A prestressing anchorage method is designed and certified for a multitude of applications: utilization of 13 mm (.5″) and 15 mm (.6″) strands of all grades (1,770 or 1,860 MPa) including galvanised strands or greased sheathed strands. Prestressing units holding as much as 55 strands
YM Series goods are composed of tensioning anchor head, wedges, stressing anchorage plate and spiral reinforcement. Wedge: also known as grips or jaws, is produced by high-class alloy steel 20CrMnTi. The two main kinds, one is called working grips which can be with 2 chips; usually the one is known as tool grips which can be with 3 chips.
Anchor head, also referred to as anchor rings or anchor block, is the key part of bearing the prestressing tension. There are two kinds of anchor head: the first is round anchor head which is created by 45# high-quality carbon construction steel, as well as the other is flat anchorage that is created by 40Cr steel. And also the prestressing Anchor head should be dealt with wedges.
Bearing plate is the key component, which transfer the load from anchor visit concrete under anchor. The technique of transfer and distribution of stress change the anti-cracking and load capacity of concrete. Spiral reinforcement, also called hoop reinforcement, is used for distributing the concrete and strengthening tendons.
A standard misconception exists, which leads some to think that the development of openings in existing PT slabs is either extremely complex or impossible. Consideration from the correct procedures demonstrates this to not function as the case. Post-formed holes in PT slabs can vary in size ranging from the tiniest penetrations, which may be needed to incorporate suspended services, to larger openings to allow incorporating lifts or similar installations. In most post-tensioned slabs, the most common tendon layouts utilize a banded design which offers large, regular spaces between tendons that can easily accommodate smaller openings.
Such instances, alterations can often be more straightforward than in other kinds of construction, as the creation of holes within these areas may be accomplished without affecting structural performance. The anchorage grip, in its Guidance Note, identifies four varieties of post-formed penetration which are categorised according to the effect the operation will have on structural integrity. The first of those pertains to the littlest holes, no more than 20mm in diameter, involving no tendon cutting and that provides minimal risk to the structural integrity of the slab. The 2nd group is classed being a low risk to structural integrity and includes somewhat larger openings, up to 200mm in diameter in beams or close to columns, but larger in areas that are less stressed.

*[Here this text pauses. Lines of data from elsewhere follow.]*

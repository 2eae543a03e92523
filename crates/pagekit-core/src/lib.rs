#![forbid(unsafe_code)]
#![cfg_attr(docsrs, feature(doc_cfg))]
#![doc = include_str!("../README.md")]

/// Tracing target for pageable fetches and identifier derivation.
pub const TRACING_TARGET_PAGEABLE: &str = "pagekit_core::pageable";

/// Tracing target for page identifier encoding and decoding.
pub const TRACING_TARGET_CODEC: &str = "pagekit_core::codec";

mod error;

pub mod adapter;
pub mod boundary;
pub mod codec;
pub mod identifier;
#[cfg(any(test, feature = "test-utils"))]
#[cfg_attr(docsrs, doc(cfg(feature = "test-utils")))]
pub mod mock;
mod page;
pub mod pageable;

#[doc(hidden)]
pub mod prelude;

pub use adapter::{KeysetAdapter, KeysetQuery, OffsetAdapter, OffsetQuery};
pub use boundary::{
    BoundaryExtractor, BoundaryValue, BoundaryValues, FnExtractor, JsonBoundaryExtractor,
    SortDirection, SortField, SortSpec,
};
pub use codec::{
    EncoderRegistry, KeysetIdentifierEncoder, OffsetIdentifierEncoder, PageIdentifierEncoder,
};
pub use error::{BoxedError, Error, ErrorKind, Result};
pub use identifier::{
    BoundaryType, KeysetPageIdentifier, OffsetPageIdentifier, PageIdentifier, PageIdentifierKind,
};
pub use page::Page;
pub use pageable::{
    CountProvider, CountStrategy, KeysetPageable, OffsetPageable, Pageable, PageableConfig,
    PageableDescriptor,
};
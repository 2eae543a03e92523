//! Run state, counters and summaries.

use jiff::{SignedDuration, Timestamp};
use pagekit_core::PageIdentifier;
use serde::{Deserialize, Serialize};
use strum::{AsRefStr, Display, EnumString, IntoStaticStr};

/// Lifecycle state of a batch run.
///
/// A run moves from `Ready` to `Running` and ends in exactly one of the
/// terminal states.
#[derive(Debug, Default, Clone, Copy, PartialEq, Eq, Hash)]
#[derive(Serialize, Deserialize, AsRefStr, Display, EnumString, IntoStaticStr)]
#[serde(rename_all = "snake_case")]
#[strum(serialize_all = "snake_case")]
pub enum BatchState {
    /// Created, not started.
    #[default]
    Ready,
    /// Pages are being processed.
    Running,
    /// Every page was processed.
    Completed,
    /// Stopped by a cancellation request.
    Cancelled,
    /// Stopped by a fetch or processor error.
    Failed,
}

impl BatchState {
    /// Returns whether the run has ended.
    pub const fn is_terminal(self) -> bool {
        matches!(self, Self::Completed | Self::Cancelled | Self::Failed)
    }
}

/// Counters collected during a run.
#[derive(Debug, Default, Clone, PartialEq, Serialize, Deserialize)]
pub struct BatchStats {
    /// Items handed to the processor.
    pub items_processed: u64,
    /// Pages whose `after_page` hook ran.
    pub pages_processed: u64,
    /// When the run started.
    #[serde(default, skip_serializing_if = "Option::is_none")]
    pub started_at: Option<Timestamp>,
    /// When the run reached a terminal state.
    #[serde(default, skip_serializing_if = "Option::is_none")]
    pub finished_at: Option<Timestamp>,
}

impl BatchStats {
    /// Returns the run time so far, or the total once finished.
    pub fn elapsed(&self) -> Option<SignedDuration> {
        let started_at = self.started_at?;
        let until = self.finished_at.unwrap_or_else(Timestamp::now);
        Some(until.duration_since(started_at))
    }
}

/// Snapshot of a run, handed to `after_process` and returned by `run`.
#[derive(Debug, Clone, PartialEq)]
pub struct BatchSummary {
    /// State at the time of the snapshot.
    pub state: BatchState,
    /// Counters at the time of the snapshot.
    pub stats: BatchStats,
    /// Identifier of the last page whose `after_page` hook ran.
    pub last_processed: Option<PageIdentifier>,
    /// Identifier of the first page not fully processed.
    ///
    /// `None` once the data set is exhausted. Passing it to
    /// [`BatchProcess::run_from`](crate::BatchProcess::run_from) continues
    /// where this run stopped.
    pub resume_from: Option<PageIdentifier>,
}

impl BatchSummary {
    /// Returns whether a later run can pick up where this one stopped.
    pub fn is_resumable(&self) -> bool {
        self.resume_from.is_some()
    }
}
//! Convenient re-exports for common use.

pub use crate::config::BatchConfig;
pub use crate::error::{BatchError, Result};
pub use crate::process::BatchProcess;
pub use crate::processor::{BatchContext, BatchProcessor, Control, PageContext};
pub use crate::state::{BatchState, BatchSummary};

The voids continue to be located between tendons to avoid the need to cut these. Inside the third and fourth categories of penetrations, where it will become essential to sever the tendons, the impact on the integrity from the structure will probably be more significant and requires strengthening and temporary propping in the slab. As the quantity of cut traditional reinforcement is significantly less, so is the necessity for corrosion protection to exposed cut steel.
The most typical type of post-tensioning throughout the uk marketplace is bonded PT (Figure 4). Ducts carrying high-tensile steel strands are filled with grout following the tendons have already been stressed and locked off by means of split wedges in the anchors, thereby bonding the tendons towards the concrete. If larger openings are needed in slab steel anchor, they is often treated in the same way as traditional reinforced concrete slabs since the outcomes of cutting by way of a bonded tendon remain localised and the rwkhni redevelops its bond either side from the cut, typically within 1m.
In instances where it is actually necessary to cut multiple tendons, mechanical or epoxy anchorages can be placed on the ends from the severed tendons to supply even more security. CCL recently undertook an application that required the development of voids within bonded slabs, to be able to house a number of hoists plus an escalator within an existing building. After non-destructively seeking the tendons that spanned with the proposed void in the slab, by means of the ‘as built’ drawings from your operations and maintenance manual, the posttensioning duct was opened (Figure 5) and epoxy grout anchors were then installed around the exposed strand before cutting, thereby giving enhanced surety of anchoring.